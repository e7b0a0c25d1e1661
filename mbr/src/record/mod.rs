//! Boot record decoding
//!
//! The MBR and every EBR share one 512-byte layout. Two variants exist:
//!
//! - **classical**: 446 bytes of boot code, the partition table, the signature
//! - **modern**: 440 bytes of boot code, a 4-byte disk identity, 2 bytes of
//!   padding, the partition table, the signature
//!
//! The disk identity is always read from the modern offset, including for
//! classical sectors where those bytes are boot code.

pub mod chs;
pub mod entry;

pub use chs::ChsAddress;
pub use entry::PartitionEntry;

use crate::error::{MbrError, Result};
use crate::io::BackingStore;
use crate::types::{
    BOOT_RECORD_SIZE, BOOT_SIGNATURE, BOOT_SIGNATURE_OFFSET, DISK_IDENTITY_OFFSET,
    PARTITION_ENTRY_COUNT, PARTITION_ENTRY_SIZE, PARTITION_TABLE_OFFSET,
};
use crate::utils::bytes::read_u32_le;
use log::{trace, warn};

/// Decoded MBR or EBR sector
#[derive(Debug, Clone, PartialEq, Eq)]
pub struct BootRecord {
    /// Disk identity (meaningful for the modern layout only)
    pub disk_identity: u32,

    /// The four partition entries, in slot order
    pub entries: [PartitionEntry; PARTITION_ENTRY_COUNT],
}

impl BootRecord {
    /// Decode a boot record from exactly 512 bytes
    pub fn parse(data: &[u8]) -> Result<Self> {
        if data.len() != BOOT_RECORD_SIZE {
            return Err(MbrError::SizeMismatch);
        }
        if !has_boot_signature(data) {
            return Err(MbrError::InvalidSignature);
        }

        let disk_identity = read_u32_le(data, DISK_IDENTITY_OFFSET)?;

        let mut entries = [PartitionEntry::default(); PARTITION_ENTRY_COUNT];
        for (index, slot) in entries.iter_mut().enumerate() {
            let start = PARTITION_TABLE_OFFSET + index * PARTITION_ENTRY_SIZE;
            *slot = PartitionEntry::parse(index as u8, &data[start..start + PARTITION_ENTRY_SIZE])?;
        }

        Ok(Self {
            disk_identity,
            entries,
        })
    }

    /// Read and decode the boot record at `offset` in a backing store
    ///
    /// # Arguments
    /// * `store` - Backing store holding the volume
    /// * `offset` - Absolute byte offset of the boot record
    ///
    /// # Returns
    /// The decoded boot record; `ReadFailed` if fewer than 512 bytes are available
    pub fn read_from(store: &dyn BackingStore, offset: i64) -> Result<Self> {
        let offset = u64::try_from(offset).map_err(|_| MbrError::OutOfBounds)?;
        let mut buffer = [0u8; BOOT_RECORD_SIZE];

        trace!("reading boot record at offset {} (0x{:08x})", offset, offset);

        let read = store.read_at(&mut buffer, offset)?;
        if read != BOOT_RECORD_SIZE {
            warn!(
                "short boot record read at offset {}: {} of {} bytes",
                offset, read, BOOT_RECORD_SIZE
            );
            return Err(MbrError::ReadFailed);
        }

        Self::parse(&buffer)
    }

    /// Entries that are in use, in slot order
    pub fn used_entries(&self) -> impl Iterator<Item = &PartitionEntry> {
        self.entries.iter().filter(|entry| !entry.is_empty())
    }
}

/// Check the 0x55 0xAA trailer of a boot record sized buffer
pub fn has_boot_signature(data: &[u8]) -> bool {
    data.get(BOOT_SIGNATURE_OFFSET..BOOT_SIGNATURE_OFFSET + 2) == Some(&BOOT_SIGNATURE[..])
}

::::

**TASK DIRECTIONS:** Please copy every line of the data that carries the string "layout".

**TASK OUTPUT:**
//! The MBR and every EBR share one 512-byte layout. Two variants exist:
    /// Disk identity (meaningful for the modern layout only)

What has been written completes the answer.